• [Work instructions]:
Output the records that follow exactly as they are written.

• [Data]:
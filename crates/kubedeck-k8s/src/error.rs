/// Possible errors from talking to the cluster API.
///
/// Nothing in this crate retries; every failure surfaces to the caller
/// exactly once with its category.
#[derive(thiserror::Error, Debug)]
pub enum ApiError {
    /// The API server could not be reached at all (network or TLS).
    #[error("transport: {0}")]
    Transport(#[source] kube::Error),

    /// The cluster host could not be turned into an endpoint URL.
    #[error("invalid endpoint: {0}")]
    Endpoint(String),

    /// The bearer token was rejected (HTTP 401).
    #[error("unauthorized: the bearer token is invalid or expired")]
    Auth,

    /// The token lacks permission for the resource (HTTP 403).
    #[error("forbidden: the bearer token lacks permission for this resource")]
    Forbidden,

    /// Any other non-2xx answer, with the server's body verbatim.
    #[error("api status {code}: {body}")]
    Status { code: u16, body: String },

    /// A response carried a missing or malformed field.
    #[error("parse: {0}")]
    Parse(String),
}

impl From<kube::Error> for ApiError {
    fn from(err: kube::Error) -> Self {
        match err {
            kube::Error::Api(response) if response.code == 401 => ApiError::Auth,
            kube::Error::Api(response) if response.code == 403 => ApiError::Forbidden,
            kube::Error::Api(response) => ApiError::Status {
                code: response.code,
                body: response.message,
            },
            other => ApiError::Transport(other),
        }
    }
}

impl ApiError {
    /// True for the 401 case that should purge a stored credential.
    pub fn is_auth(&self) -> bool {
        matches!(self, ApiError::Auth)
    }

    /// Process exit code for this error category.
    pub fn exit_code(&self) -> i32 {
        match self {
            ApiError::Transport(_) | ApiError::Endpoint(_) => 1,
            ApiError::Auth => 2,
            ApiError::Forbidden => 3,
            ApiError::Status { .. } => 4,
            ApiError::Parse(_) => 5,
        }
    }
}

#[cfg(test)]
mod tests {
    use super::*;
    use kube::core::ErrorResponse;

    fn api_error(code: u16) -> kube::Error {
        kube::Error::Api(ErrorResponse {
            status: "Failure".to_string(),
            message: "denied".to_string(),
            reason: String::new(),
            code,
        })
    }

    #[test]
    fn test_status_code_mapping() {
        assert!(matches!(ApiError::from(api_error(401)), ApiError::Auth));
        assert!(matches!(ApiError::from(api_error(403)), ApiError::Forbidden));
        assert!(matches!(
            ApiError::from(api_error(409)),
            ApiError::Status { code: 409, .. }
        ));
    }

    #[test]
    fn test_exit_codes_are_distinct_per_category() {
        let codes = [
            ApiError::from(api_error(500)).exit_code(),
            ApiError::Auth.exit_code(),
            ApiError::Forbidden.exit_code(),
            ApiError::Parse("missing field".to_string()).exit_code(),
        ];
        let mut unique = codes.to_vec();
        unique.sort_unstable();
        unique.dedup();
        assert_eq!(unique.len(), codes.len());
        assert!(codes.iter().all(|code| *code != 0));
    }
}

• [Your response]:
filename crates/kubedeck-k8s/src/error.rs
/// Possible errors from talking to the cluster API.
///
/// Nothing in this crate retries; every failure surfaces to the caller
/// exactly once with its category.
#[derive(thiserror::Error, Debug)]
pub enum ApiError {
    /// The API server could not be reached at all (network or TLS).
    #[error("transport: {0}")]
    Transport(#[source] kube::Error),

    /// The cluster host could not be turned into an endpoint URL.
    #[error("invalid endpoint: {0}")]
    Endpoint(String),

    /// The bearer token was rejected (HTTP 401).
    #[error("unauthorized: the bearer token is invalid or expired")]
    Auth,

    /// The token lacks permission for the resource (HTTP 403).
    #[error("forbidden: the bearer token lacks permission for this resource")]
    Forbidden,

    /// Any other non-2xx answer, with the server's body verbatim.
    #[error("api status {code}: {body}")]
    Status { code: u16, body: String },

    /// A response carried a missing or malformed field.
    #[error("parse: {0}")]
    Parse(String),
}

impl From<kube::Error> for ApiError {
    fn from(err: kube::Error) -> Self {
        match err {
            kube::Error::Api(response) if response.code == 401 => ApiError::Auth,
            kube::Error::Api(response) if response.code == 403 => ApiError::Forbidden,
            kube::Error::Api(response) => ApiError::Status {
                code: response.code,
                body: response.message,
            },
            other => ApiError::Transport(other),
        }
    }
}

impl ApiError {
    /// True for the 401 case that should purge a stored credential.
    pub fn is_auth(&self) -> bool {
        matches!(self, ApiError::Auth)
    }

    /// Process exit code for this error category.
    pub fn exit_code(&self) -> i32 {
        match self {
            ApiError::Transport(_) | ApiError::Endpoint(_) => 1,
            ApiError::Auth => 2,
            ApiError::Forbidden => 3,
            ApiError::Status { .. } => 4,
            ApiError::Parse(_) => 5,
        }
    }
}

#[cfg(test)]
mod tests {
    use super::*;
    use kube::core::ErrorResponse;

    fn api_error(code: u16) -> kube::Error {
        kube::Error::Api(ErrorResponse {
            status: "Failure".to_string(),
            message: "denied".to_string(),
            reason: String::new(),
            code,
        })
    }

    #[test]
    fn test_status_code_mapping() {
        assert!(matches!(ApiError::from(api_error(401)), ApiError::Auth));
        assert!(matches!(ApiError::from(api_error(403)), ApiError::Forbidden));
        assert!(matches!(
            ApiError::from(api_error(409)),
            ApiError::Status { code: 409, .. }
        ));
    }

    #[test]
    fn test_exit_codes_are_distinct_per_category() {
        let codes = [
            ApiError::from(api_error(500)).exit_code(),
            ApiError::Auth.exit_code(),
            ApiError::Forbidden.exit_code(),
            ApiError::Parse("missing field".to_string()).exit_code(),
        ];
        let mut unique = codes.to_vec();
        unique.sort_unstable();
        unique.dedup();
        assert_eq!(unique.len(), codes.len());
        assert!(codes.iter().all(|code| *code != 0));
    }
}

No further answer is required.